# Text Classification: Genius Song Lyrics (1%)

**Dataset:** 34'049 Songs · 26'408 Artists · 6 Genres
**Genres:** Rap / Hip-Hop · Rock · Pop · R&B · Country · Miscellaneous

**Purpose:**
Use the best performing model from `model-evaluation.ipynb` to classify new song lyrics into genres.

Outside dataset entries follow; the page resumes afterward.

//! Routing of native callbacks back to instances.
//!
//! Registering an event returns an [`EventRegistration`]. Dropping the token
//! unregisters the event natively and removes the route, so an instance that
//! leaves the arena cannot receive stale callbacks.

use std::{
    cell::RefCell,
    collections::HashMap,
    fmt,
    rc::{Rc, Weak},
};

use crate::core::{
    error::Result,
    id::InstanceId,
    native::{NativeEventKind, NativeFacade, NativeHandle, check},
};

/// Route table keyed by handle and event kind.
type Routes = HashMap<(NativeHandle, NativeEventKind), InstanceId>;

/// Maps native handles to the instances that own them.
#[derive(Clone, Default)]
pub struct EventRegistry {
    /// Shared route table. Tokens hold a weak reference.
    routes: Rc<RefCell<Routes>>,
}

impl fmt::Debug for EventRegistry {
    fn fmt(&self, f: &mut fmt::Formatter<'_>) -> fmt::Result {
        f.debug_struct("EventRegistry")
            .field("routes", &self.len())
            .finish()
    }
}

impl EventRegistry {
    /// Construct an empty registry.
    pub fn new() -> Self {
        Self::default()
    }

    /// Register `kind` on `handle` for `id`.
    pub fn register(
        &self,
        facade: &Rc<dyn NativeFacade>,
        handle: NativeHandle,
        kind: NativeEventKind,
        id: InstanceId,
    ) -> Result<EventRegistration> {
        check(facade.register_event(handle, kind))?;
        self.routes.borrow_mut().insert((handle, kind), id);
        tracing::trace!("registered {kind:?} on {handle:?}");
        Ok(EventRegistration {
            handle,
            kind,
            routes: Rc::downgrade(&self.routes),
            facade: Rc::clone(facade),
        })
    }

    /// The instance registered for `kind` on `handle`.
    pub fn route(&self, handle: NativeHandle, kind: NativeEventKind) -> Option<InstanceId> {
        self.routes.borrow().get(&(handle, kind)).copied()
    }

    /// Number of live routes.
    pub fn len(&self) -> usize {
        self.routes.borrow().len()
    }

    /// Return true if no routes are registered.
    pub fn is_empty(&self) -> bool {
        self.len() == 0
    }
}

/// A live native event registration. Unregisters on drop.
pub struct EventRegistration {
    /// Registered handle.
    handle: NativeHandle,
    /// Registered kind.
    kind: NativeEventKind,
    /// Route table to clean up.
    routes: Weak<RefCell<Routes>>,
    /// Facade to unregister through.
    facade: Rc<dyn NativeFacade>,
}

impl fmt::Debug for EventRegistration {
    fn fmt(&self, f: &mut fmt::Formatter<'_>) -> fmt::Result {
        f.debug_struct("EventRegistration")
            .field("handle", &self.handle)
            .field("kind", &self.kind)
            .finish()
    }
}

impl EventRegistration {
    /// Registered handle.
    pub fn handle(&self) -> NativeHandle {
        self.handle
    }

    /// Registered kind.
    pub fn kind(&self) -> NativeEventKind {
        self.kind
    }
}

impl Drop for EventRegistration {
    fn drop(&mut self) {
        if let Some(routes) = self.routes.upgrade() {
            routes.borrow_mut().remove(&(self.handle, self.kind));
        }
        if let Err(e) = self.facade.unregister_event(self.handle, self.kind) {
            tracing::error!(
                "unregistering {:?} on {:?} failed: {e}",
                self.kind,
                self.handle
            );
        }
    }
}

#[cfg(test)]
mod tests {
    use slotmap::SlotMap;

    use super::*;
    use crate::core::testing::facade::{NativeCall, RecordingFacade};

    #[test]
    fn drop_unregisters() -> Result<()> {
        let recording = Rc::new(RecordingFacade::new());
        let facade: Rc<dyn NativeFacade> = recording.clone();
        let mut ids: SlotMap<InstanceId, ()> = SlotMap::with_key();
        let id = ids.insert(());
        let registry = EventRegistry::new();
        let handle = NativeHandle(7);

        let token = registry.register(&facade, handle, NativeEventKind::Scroll, id)?;
        assert_eq!(registry.route(handle, NativeEventKind::Scroll), Some(id));
        assert!(recording.is_registered(handle, NativeEventKind::Scroll));

        drop(token);
        assert_eq!(registry.route(handle, NativeEventKind::Scroll), None);
        assert!(registry.is_empty());
        assert!(!recording.is_registered(handle, NativeEventKind::Scroll));
        assert!(recording.calls().contains(&NativeCall::Unregister {
            handle,
            kind: NativeEventKind::Scroll
        }));
        Ok(())
    }

    #[test]
    fn drop_survives_registry() -> Result<()> {
        let recording = Rc::new(RecordingFacade::new());
        let facade: Rc<dyn NativeFacade> = recording.clone();
        let mut ids: SlotMap<InstanceId, ()> = SlotMap::with_key();
        let id = ids.insert(());
        let registry = EventRegistry::new();
        let token = registry.register(&facade, NativeHandle(1), NativeEventKind::Focus, id)?;
        drop(registry);
        drop(token);
        assert!(!recording.is_registered(NativeHandle(1), NativeEventKind::Focus));
        Ok(())
    }

    #[test]
    fn failed_unregister_is_logged() -> Result<()> {
        let recording = Rc::new(RecordingFacade::new());
        let facade: Rc<dyn NativeFacade> = recording.clone();
        let mut ids: SlotMap<InstanceId, ()> = SlotMap::with_key();
        let id = ids.insert(());
        let registry = EventRegistry::new();
        let token = registry.register(&facade, NativeHandle(1), NativeEventKind::Blur, id)?;
        recording.fail_on("unregister_event", 3);
        drop(token);
        assert!(registry.is_empty());
        Ok(())
    }
}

This notebook serves as a prototype for an interactive text-classification demo and allows predicting single lyrics or multiple lyrics in batch.

**Selected Model:**
SentenceTransformer (**all-MiniLM-L6-v2**) + **LinearSVC**

---

# 1. Imports and Setup
## 1.1 Import Libraries

In [None]:
import joblib
import numpy as np
from sentence_transformers import SentenceTransformer

## 1.2 Load Trained Model and Label Encoder

In [None]:
# Load classifier and label encoder
clf_st_svc = joblib.load("models/clf_st_svc.joblib")
label_encoder = joblib.load("models/label_encoder.joblib")

# Load SentenceTransformer model
st_model = SentenceTransformer("all-MiniLM-L6-v2", device="cpu")

print("Model and label encoder loaded.")
print("Genres:", list(label_encoder.classes_))

# 2. Classification
## 2.1 Classification of one Lyric

In [None]:
lyrics = """
Yeah I'm driving through the city late at night,
lights low, bass loud, trouble on my mind...
"""

In [None]:
lyrics_clean = lyrics.strip()

In [None]:
embedding_tensor = st_model.encode(
    [lyrics_clean],
    batch_size=16,
    show_progress_bar=False,
    convert_to_numpy=False,
    convert_to_tensor=True,
)

# convert to python list
embedding = embedding_tensor.tolist()

In [None]:
pred_idx = clf_st_svc.predict(embedding)[0]
pred_genre = label_encoder.inverse_transform([pred_idx])[0]

print("Predicted genre:", pred_genre)

## 2.2 Classification of more Lyrics

In [None]:
texts = [
    "Yeah, I'm riding through the city with my homies late at night...",
    "Baby, I miss you every single day, I can't get you off my mind...",
    "Whiskey on the dashboard, small town lights and dusty roads...",
    "The crowd is roaring, the drums are loud, the stage is burning..."
]

In [None]:
emb = st_model.encode(
    [t.strip() for t in texts],
    convert_to_numpy=False,
    convert_to_tensor=True,
    show_progress_bar=False,
)
emb_list = emb.tolist()

In [None]:
pred_idx = clf_st_svc.predict(emb_list)
pred_genres = label_encoder.inverse_transform(pred_idx)

for t, g in zip(texts, pred_genres):
    print(t[:80] + "...")
    print("→", g)
    print("-" * 50)

## 2.3 Interpretation
The predictions look quite intuitive:

- City + homies + late night -> rock
(could also fit rap, but the overall vibe leans more toward “rebellious/rock-ish”)

- “I miss you every single day” -> country
(classic heartbreak theme)

- Whiskey + dusty roads + small town -> country
(so country it’s almost a stereotype)

- Crowd, drums, stage is burning -> pop
(clear stadium/performance energy)

**Summary:**
The classifier assigns genres in a way that aligns well with typical lyrical themes. Even with short inputs, it captures stylistic cues reliably.